When other evidence in the record, “such as medical reports, contemporaneous statements by the officer, the available physical evidence, and any expert testimony proffered by the plaintiff” is inconsistent with material evidence offered by the defendant, “[q]ualified immunity should not be granted.” Newmaker v. City of Fortuna, 842 F.3d 1108, 1116 (9th Cir. 2016).

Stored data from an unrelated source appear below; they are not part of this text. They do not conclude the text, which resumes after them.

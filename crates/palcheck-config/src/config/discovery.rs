use serde::{Deserialize, Serialize};
use std::path::{Path, PathBuf};

use palcheck_utils::error::{ConfigError, PalcheckError};

use super::validation::{parse_overflow, parse_width};
use super::{CliArgs, Config, ConfigSource, Defaults};

/// Environment variable naming a config file when `--config` is absent.
pub const CONFIG_ENV_VAR: &str = "PALCHECK_CONFIG";

/// TOML configuration file structure
#[derive(Debug, Default, Deserialize, Serialize)]
#[serde(deny_unknown_fields)]
struct TomlConfig {
    defaults: Option<Defaults>,
}

impl Config {
    /// Discover and load configuration with precedence: CLI > file > defaults
    ///
    /// Uses `PALCHECK_CONFIG` and the current working directory for config
    /// file discovery when no explicit path is provided in `cli_args`.
    pub fn discover(cli_args: &CliArgs) -> Result<Self, PalcheckError> {
        let start_dir = std::env::current_dir().map_err(|e| ConfigError::DiscoveryFailed {
            reason: format!("cannot read current directory: {e}"),
        })?;
        let env_path = std::env::var_os(CONFIG_ENV_VAR)
            .filter(|value| !value.is_empty())
            .map(PathBuf::from);
        Self::discover_from(&start_dir, env_path.as_deref(), cli_args)
    }

    /// Discover and load configuration starting from a specific directory
    ///
    /// This is the path-driven variant used by tests to avoid process-global state.
    pub fn discover_from(
        start_dir: &Path,
        env_path: Option<&Path>,
        cli_args: &CliArgs,
    ) -> Result<Self, PalcheckError> {
        let mut config = Config::default();

        let located = match (&cli_args.config_path, env_path) {
            (Some(explicit), _) => Some((explicit.clone(), ConfigSource::Cli, true)),
            (None, Some(from_env)) => Some((from_env.to_path_buf(), ConfigSource::Env, true)),
            (None, None) => Self::discover_config_file_from(start_dir)
                .map(|found| (found, ConfigSource::Config, false)),
        };

        if let Some((path, path_source, required)) = located {
            if let Some(file_config) = Self::load_config_file(&path, required)? {
                if let Some(file_defaults) = file_config.defaults {
                    config.apply_file_defaults(file_defaults)?;
                }
                config.config_path = Some(path);
                config
                    .source_attribution
                    .insert("config_path".to_string(), path_source);
            }
        }

        config.apply_cli(cli_args)?;
        Ok(config)
    }

    fn apply_file_defaults(&mut self, file_defaults: Defaults) -> Result<(), ConfigError> {
        if let Some(raw) = file_defaults.width.as_deref() {
            self.width = parse_width(raw)?;
            self.attribute("width", ConfigSource::Config);
        }
        if let Some(raw) = file_defaults.overflow.as_deref() {
            self.overflow = parse_overflow(raw)?;
            self.attribute("overflow", ConfigSource::Config);
        }
        if let Some(verbose) = file_defaults.verbose {
            self.verbose = verbose;
            self.attribute("verbose", ConfigSource::Config);
        }
        if let Some(json) = file_defaults.json {
            self.json = json;
            self.attribute("json", ConfigSource::Config);
        }
        Ok(())
    }

    fn apply_cli(&mut self, cli_args: &CliArgs) -> Result<(), ConfigError> {
        if let Some(raw) = cli_args.width.as_deref() {
            self.width = parse_width(raw)?;
            self.attribute("width", ConfigSource::Cli);
        }
        if let Some(raw) = cli_args.overflow.as_deref() {
            self.overflow = parse_overflow(raw)?;
            self.attribute("overflow", ConfigSource::Cli);
        }
        // Boolean flags only override when set; an absent flag keeps the file value.
        if cli_args.verbose == Some(true) {
            self.verbose = true;
            self.attribute("verbose", ConfigSource::Cli);
        }
        if cli_args.json == Some(true) {
            self.json = true;
            self.attribute("json", ConfigSource::Cli);
        }
        Ok(())
    }

    fn attribute(&mut self, key: &str, source: ConfigSource) {
        self.source_attribution.insert(key.to_string(), source);
    }

    /// Discover config file by searching upward from a specific directory
    ///
    /// Walks up the directory tree looking for `.palcheck/config.toml`, stopping
    /// at the filesystem root or a repository root (`.git`, `.hg`, `.svn`).
    #[must_use]
    pub fn discover_config_file_from(start_dir: &Path) -> Option<PathBuf> {
        let mut current_dir = start_dir;

        loop {
            let config_path = current_dir.join(".palcheck").join("config.toml");
            if config_path.is_file() {
                return Some(config_path);
            }

            if current_dir.join(".git").exists()
                || current_dir.join(".hg").exists()
                || current_dir.join(".svn").exists()
            {
                return None;
            }

            current_dir = current_dir.parent()?;
        }
    }

    /// Load configuration from a TOML file.
    ///
    /// A missing file is an error only when the path was given explicitly.
    fn load_config_file(path: &Path, required: bool) -> Result<Option<TomlConfig>, ConfigError> {
        match std::fs::read_to_string(path) {
            Ok(content) => toml::from_str(&content).map(Some).map_err(|e| {
                ConfigError::InvalidFile(format!("{}: {}", path.display(), e))
            }),
            Err(e) if e.kind() == std::io::ErrorKind::NotFound && !required => Ok(None),
            Err(e) if e.kind() == std::io::ErrorKind::NotFound => Err(ConfigError::NotFound {
                path: path.display().to_string(),
            }),
            Err(e) => Err(ConfigError::InvalidFile(format!(
                "{}: {}",
                path.display(),
                e
            ))),
        }
    }
}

Officer Agdeppa responded to an emergency call and used deadly force against Dorsey, who was resisting arrest. An action was brought against Agdeppa, alleging that he had used unreasonable deadly force that was unconstitutional. Agdeppa sought qualified immunity but the district court denied the motion finding a reasonable jury could determine Agdeppa's use of deadly force was unreasonable. Agdeppa appealed to the Ninth Circuit Court of Appeals, arguing that the district court erred in denying his request for qualified immunity. The Court held that the district court did not err in denying the request, affirming that a reasonable jury could conclude that Agdeppa’s use of deadly force was unreasonable. The Court reasoned that because Agdeppa did not give a warning before using deadly force would alone be reason for a jury to determine that deadly force was unreasonable. However, coupled with the fact that Agdeppa’s version of events are contradictory to the record that includes witness statements, medical records, and body camera footage. The Court affirmed the district court’s decision to deny qualified immunity.